Kaufland - dla mnie w sam raz! Czyli opowieść o tym, jak lalkę za 4zł 20gr kupiłam...

      Tak Kochani, czasem rzeczywistość przebija nasze najśmielsze oczekiwana. Marzenia, o których boimy się nawet świadomie myśleć, a które pojawiają się w głowie znienacka, często mają się nijak do zastanej realnej sytuacji - są zbyt skromne i zbyt mało wygórowane. Choćby taki supermarket... Znamy go, czasem robimy w nim zakupy i wielokrotnie szukamy tam promocji - bo przecież wiemy, że takowe się zdarzają. Do warzyw i owoców, wyprzedawanych za kilkadziesiąt groszy, przywykliśmy. Jednak wysoko przecenione zabawki, a w szczególności lalki Barbie, wykraczają już z reguły poza nasze przewidywania (chyba, że nie mają jednej nogi, albo w ogóle nie przypominają już zabawek - no, ale o tym SZA!)

I tak: siedzimy sobie w domu, przeglądając niusy facebookowych grup lalkowych i nagle w oczy wpada komunikat od współgrupowiczki, donoszący uprzejmie, że w Kauflandzie rzucili lalki za 4zł 20gr.
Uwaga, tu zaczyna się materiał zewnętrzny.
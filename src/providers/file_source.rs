use crate::core::{RawDomainRecord, RecordSource};
use anyhow::{Context, Result};
use async_trait::async_trait;
use std::path::PathBuf;
use tracing::debug;

/// Reads records from a local JSON file, or YAML when the extension is
/// `.yaml`/`.yml`.
pub struct FileSource {
    path: PathBuf,
}

impl FileSource {
    pub fn new(path: impl Into<PathBuf>) -> Self {
        FileSource { path: path.into() }
    }

    fn is_yaml(&self) -> bool {
        matches!(
            self.path.extension().and_then(|e| e.to_str()),
            Some("yaml" | "yml")
        )
    }
}

#[async_trait]
impl RecordSource for FileSource {
    fn describe(&self) -> String {
        format!("file {}", self.path.display())
    }

    async fn fetch_records(&self) -> Result<Vec<RawDomainRecord>> {
        debug!("Reading records from {}", self.path.display());
        let contents = tokio::fs::read_to_string(&self.path)
            .await
            .with_context(|| format!("Failed to read records file: {}", self.path.display()))?;

        let records: Vec<RawDomainRecord> = if self.is_yaml() {
            serde_yaml::from_str(&contents).with_context(|| {
                format!("Failed to parse records file: {}", self.path.display())
            })?
        } else {
            serde_json::from_str(&contents).with_context(|| {
                format!("Failed to parse records file: {}", self.path.display())
            })?
        };

        debug!("Read {} records from {}", records.len(), self.path.display());
        Ok(records)
    }
}
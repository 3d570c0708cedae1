//! Domain registration records, raw and validated.

use anyhow::{Result, anyhow};
use chrono::{DateTime, NaiveDate};
use serde::{Deserialize, Serialize};
use serde_json::Value;

/// A record as delivered by a source, before any validation.
#[derive(Debug, Clone, Deserialize, Serialize)]
#[serde(rename_all = "camelCase")]
pub struct RawDomainRecord {
    #[serde(default)]
    pub domain: Option<String>,
    /// Kept loose so a malformed amount rejects only its own record.
    #[serde(default)]
    pub amount: Option<Value>,
    #[serde(default)]
    pub currency: Option<String>,
    #[serde(default)]
    pub registration_date: Option<String>,
    pub expiry_date: Option<String>,
}

/// A validated record. Amounts are non-negative and dates are real calendar
/// dates.
#[derive(Debug, Clone, PartialEq, Serialize)]
pub struct DomainRecord {
    pub domain: String,
    pub amount: f64,
    pub currency: String,
    pub registration_date: Option<NaiveDate>,
    /// Set when the registration date was estimated rather than read.
    pub registration_estimated: bool,
    pub expiry_date: NaiveDate,
}

impl DomainRecord {
    /// Registration date, or the expiry date when none is known.
    pub fn effective_registration_date(&self) -> NaiveDate {
        self.registration_date.unwrap_or(self.expiry_date)
    }
}

impl RawDomainRecord {
    /// Validates the raw fields. `default_currency` fills in a missing code.
    pub fn parse(&self, default_currency: &str) -> Result<DomainRecord> {
        let amount = self.parse_amount()?;

        let expiry_date = match self.expiry_date.as_deref() {
            Some(s) => parse_date(s)?,
            None => return Err(anyhow!("Missing expiry date")),
        };
        let registration_date = self
            .registration_date
            .as_deref()
            .filter(|s| !s.trim().is_empty())
            .map(parse_date)
            .transpose()?;

        let currency = self
            .currency
            .as_deref()
            .map(str::trim)
            .filter(|c| !c.is_empty())
            .unwrap_or(default_currency)
            .to_uppercase();

        Ok(DomainRecord {
            domain: self.domain.clone().unwrap_or_default(),
            amount,
            currency,
            registration_date,
            registration_estimated: false,
            expiry_date,
        })
    }

    /// Accepts a JSON number or a numeric string such as `"12.50"`.
    fn parse_amount(&self) -> Result<f64> {
        let amount = match &self.amount {
            None | Some(Value::Null) => return Err(anyhow!("Missing amount")),
            Some(Value::Number(n)) => n.as_f64(),
            Some(Value::String(s)) => s.trim().parse::<f64>().ok(),
            Some(_) => None,
        };
        match amount {
            Some(a) if a.is_finite() && a >= 0.0 => Ok(a),
            _ => Err(anyhow!(
                "Invalid amount: {}",
                self.amount.as_ref().map(Value::to_string).unwrap_or_default()
            )),
        }
    }

    pub fn label(&self) -> &str {
        self.domain.as_deref().unwrap_or("<unnamed>")
    }
}

/// Accepts `YYYY-MM-DD` or an RFC 3339 timestamp, keeping only the date.
pub fn parse_date(s: &str) -> Result<NaiveDate> {
    let s = s.trim();
    if let Ok(date) = NaiveDate::parse_from_str(s, "%Y-%m-%d") {
        return Ok(date);
    }
    DateTime::parse_from_rfc3339(s)
        .map(|dt| dt.date_naive())
        .map_err(|_| anyhow!("Invalid date: '{s}'"))
}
Czytamy ten wpis dziesięć raz, powątpiewając w opisany stan rzeczy, doszukując się tzw. SPAMU, dopóki uprzejmie informująca znajoma nie pokazuje paragonu... Cóż - opad szczęki gwarantowany. 

Następnego dnia gnamy na złamanie karku do wskazanego miejsca duchowych i cielesnych uciech, a tam poszukiwana lalka w cenie: 46zł. Ech, myślimy: Trudno, widocznie to był jakiś błąd systemu i już go naprawili

I tak mijają dni... 

      A później jesteście w innym mieście i przypadkiem znajdujecie się w omawianym sklepie. Dostrzegacie lalę, której cena spędzała Wam sen z powiek i mimowolnie sprawdzacie jej sklepową wartość pod czytnikiem... Ot, zwyczajnie z ciekawości, bo na półce nie ma o niej żadnej informacji. I nagle czytnik pokazuje: 4,20. 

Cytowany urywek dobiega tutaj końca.